Letter from the Editor: Endures All Things
The healing properties of love.
I grew up as a Southern Baptist minister’s son in South Carolina, which meant I had memorized The Lord’s Prayer and John 3:16 long before I even knew my home address or phone number. I still have a reel-to-reel tape my dad recorded where he implores me gently, but repeatedly, to “say the Lord’s Prayer.” I couldn’t have been more than 5 years old, and on the tape I complain several times in a dreadful Southern drawl, “I don’t waaant to.’’ But I finally give in and recite the prayer rapidly—and perfectly—pausing at the end to deliver a lilting “Aw-men.’'
I read a lot of the Bible as a kid, more often than not because of expectations. Over the years, I have fallen into the ranks of what believers would refer to as “backsliders.’’ Yet I have never forgotten a passage from the New Testament, something that I didn’t learn by heart but that remains the most beautiful words I’ve ever read: the Apostle Paul’s discourse on love, the 13 verses of the 13th chapter of 1st Corinthians.
This is how it begins:
Though I speak with the tongues of men and of angels, but have not love, I have become sounding brass or a clanging cymbal. And though I have the gift of prophecy, and understand all mysteries and all knowledge, and though I have all faith, so that I could remove mountains, but have not love, I am nothing.

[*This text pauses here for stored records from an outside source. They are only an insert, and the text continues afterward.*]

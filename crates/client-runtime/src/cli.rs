//! Command line definition.

use crate::config::NetworkMode;
use clap::{Args, Parser, Subcommand};
use fc_02_submission::EndorsementPolicy;
use std::path::PathBuf;

/// oemctl: client for the OEM requirements chaincode
#[derive(Parser, Debug)]
#[command(name = "oemctl", version)]
#[command(about = "Invoke, query and listen to the OEM requirements chaincode")]
pub struct Cli {
    #[command(flatten)]
    pub global: GlobalArgs,

    #[command(subcommand)]
    pub command: Command,
}

/// Overrides for the configuration file and `OEM_*` variables.
#[derive(Args, Debug, Clone, Default)]
pub struct GlobalArgs {
    /// TOML configuration file
    #[arg(long, global = true, env = "OEM_CONFIG")]
    pub config: Option<PathBuf>,

    /// Connection profile (YAML or JSON)
    #[arg(long, global = true)]
    pub profile: Option<PathBuf>,

    /// Client profile merged over the connection profile
    #[arg(long, global = true)]
    pub client_profile: Option<PathBuf>,

    /// Wallet directory
    #[arg(long, global = true)]
    pub wallet: Option<PathBuf>,

    /// Wallet label to act as
    #[arg(long, global = true)]
    pub identity: Option<String>,

    #[arg(long, global = true)]
    pub channel: Option<String>,

    #[arg(long, global = true)]
    pub chaincode: Option<String>,

    /// Target peer for invoke, query and listen
    #[arg(long, global = true)]
    pub peer: Option<String>,

    #[arg(long, global = true, value_enum)]
    pub network: Option<NetworkMode>,

    /// Endorsements required before ordering: a number, `majority` or `all`
    #[arg(long, global = true)]
    pub policy: Option<EndorsementPolicy>,

    /// Log as JSON lines
    #[arg(long, global = true)]
    pub log_json: bool,
}

#[derive(Subcommand, Debug)]
pub enum Command {
    /// Propose to the target peer, then order (client/channel flow)
    #[command(subcommand)]
    Invoke(InvokeCommand),

    /// Evaluate a chaincode function on the target peer
    Query(FunctionArgs),

    /// Print chaincode events from the target peer until interrupted
    Listen(ListenArgs),

    /// Gateway/contract flow
    #[command(subcommand)]
    Gateway(GatewayCommand),

    /// End-to-end run against an in-process network
    Demo(DemoArgs),

    /// Manage wallet identities
    #[command(subcommand)]
    Identity(IdentityCommand),
}

#[derive(Subcommand, Debug)]
pub enum InvokeCommand {
    /// Create a requirement
    NewAsset(NewAssetArgs),

    /// Share a range of requirements in one transaction
    ShareBulk(ShareBulkArgs),

    /// Any chaincode function with string arguments
    Raw(FunctionArgs),
}

#[derive(Args, Debug, Clone)]
pub struct CommitArgs {
    /// Wait for the commit event before returning
    #[arg(long)]
    pub wait: bool,
}

#[derive(Args, Debug, Clone)]
pub struct NewAssetArgs {
    pub id: String,

    #[arg(long, default_value = "John")]
    pub first_name: String,

    #[arg(long, default_value = "Doe")]
    pub last_name: String,

    /// Requirement text
    #[arg(long, conflicts_with = "data_file")]
    pub text: Option<String>,

    /// Read the requirement text from a file
    #[arg(long)]
    pub data_file: Option<PathBuf>,

    #[command(flatten)]
    pub commit: CommitArgs,
}

#[derive(Args, Debug, Clone)]
pub struct ShareBulkArgs {
    /// Id prefix; ids are `<prefix><n>` for every n in the range
    #[arg(long, default_value = "Req-1")]
    pub prefix: String,

    #[arg(long, default_value_t = 4504)]
    pub from: u64,

    /// Inclusive
    #[arg(long, default_value_t = 9504)]
    pub to: u64,

    #[arg(long, default_value = "Sam")]
    pub first_name: String,

    #[arg(long, default_value = "Designer")]
    pub last_name: String,

    #[command(flatten)]
    pub commit: CommitArgs,
}

#[derive(Args, Debug, Clone)]
pub struct FunctionArgs {
    pub function: String,
    pub args: Vec<String>,

    #[command(flatten)]
    pub commit: CommitArgs,
}

#[derive(Args, Debug, Clone)]
pub struct ListenArgs {
    /// Chaincode event names
    #[arg(long = "event", default_values_t = [
        "newAsset".to_string(),
        "assetShared".to_string(),
        "assetModified".to_string(),
        "assetAccessed".to_string(),
    ])]
    pub events: Vec<String>,

    /// Also print block events
    #[arg(long)]
    pub blocks: bool,

    /// Replay from this block
    #[arg(long)]
    pub from_block: Option<u64>,

    /// Stop after this many events
    #[arg(long)]
    pub count: Option<usize>,
}

#[derive(Subcommand, Debug)]
pub enum GatewayCommand {
    Submit(FunctionArgs),
    Evaluate(FunctionArgs),
}

#[derive(Args, Debug, Clone)]
pub struct DemoArgs {
    /// Requirements to create and share
    #[arg(long, default_value_t = 3)]
    pub assets: usize,
}

#[derive(Subcommand, Debug)]
pub enum IdentityCommand {
    /// Generate a key pair and store it under a label
    Generate {
        label: String,
        #[arg(long, default_value = "RequirementsMSP")]
        msp_id: String,
    },
    /// List wallet labels
    List,
}

#[cfg(test)]
mod tests {
    use super::*;
    use clap::CommandFactory;

    #[test]
    fn test_cli_definition_is_consistent() {
        Cli::command().debug_assert();
    }

    #[test]
    fn test_share_bulk_defaults_match_sample_range() {
        let cli = Cli::try_parse_from(["oemctl", "invoke", "share-bulk"]).unwrap();
        match cli.command {
            Command::Invoke(InvokeCommand::ShareBulk(args)) => {
                assert_eq!((args.from, args.to), (4504, 9504));
                assert_eq!(args.prefix, "Req-1");
                assert!(!args.commit.wait);
            }
            other => panic!("unexpected command {other:?}"),
        }
    }

    #[test]
    fn test_global_flags_after_subcommand() {
        let cli = Cli::try_parse_from([
            "oemctl", "query", "GetAsset", "Req-1", "--network", "devnet", "--policy", "majority",
        ])
        .unwrap();
        assert_eq!(cli.global.network, Some(NetworkMode::Devnet));
        assert_eq!(cli.global.policy, Some(EndorsementPolicy::Majority));
        match cli.command {
            Command::Query(f) => assert_eq!(f.args, vec!["Req-1".to_string()]),
            other => panic!("unexpected command {other:?}"),
        }
    }

    #[test]
    fn test_listen_default_events() {
        let cli = Cli::try_parse_from(["oemctl", "listen", "--count", "2"]).unwrap();
        match cli.command {
            Command::Listen(args) => {
                assert_eq!(args.events.len(), 4);
                assert_eq!(args.count, Some(2));
            }
            other => panic!("unexpected command {other:?}"),
        }
    }
}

Since the Pulse nightclub massacre, that word “love’’ has been used a lot. It was demonstrated by the thousands who donated blood within hours of the shooting, in the large numbers who attended vigils, in those who gave millions of dollars to help survivors and loved ones of the dead. Yet as the days, then weeks and months passed, more than once I wondered if “love” was being relegated to a catchword or a hashtag, or just part of a slogan on T-shirts or banners or business marquees.
I needed only to read the stories that writer Michael McLeod tells in this issue to reassure myself that it was always there. Love is real—and flourishing—a year after Pulse. It resides in an artist creating a mural with the help of survivors and victims’ families, in a group of gay Latinos who have formed a group to support one another, in the friend of a Pulse victim who was inspired to help form a nonprofit to work with gay-straight alliances in high schools across the country.
You might not have heard of some of these people until now. But then again, as the apostle wrote, Love suffers long and is kind; love does not envy; love does not parade itself, is not puffed up.
In early May, Pulse owner Barbara Poma announced at a press conference that she plans to establish a memorial and museum on the nightclub property. On the printed program for that event was this simple statement: “We will not let hate win.’’
Which is another way of saying what will win is love, like that demonstrated by the caring souls profiled this month, and multitudes more who in ways big and small are contributing to the healing. They have learned their compassion by heart.
Bears all things, believes all things, hopes all things, endures all things…
And now abide faith, hope, love, these three; but the greatest of these is love.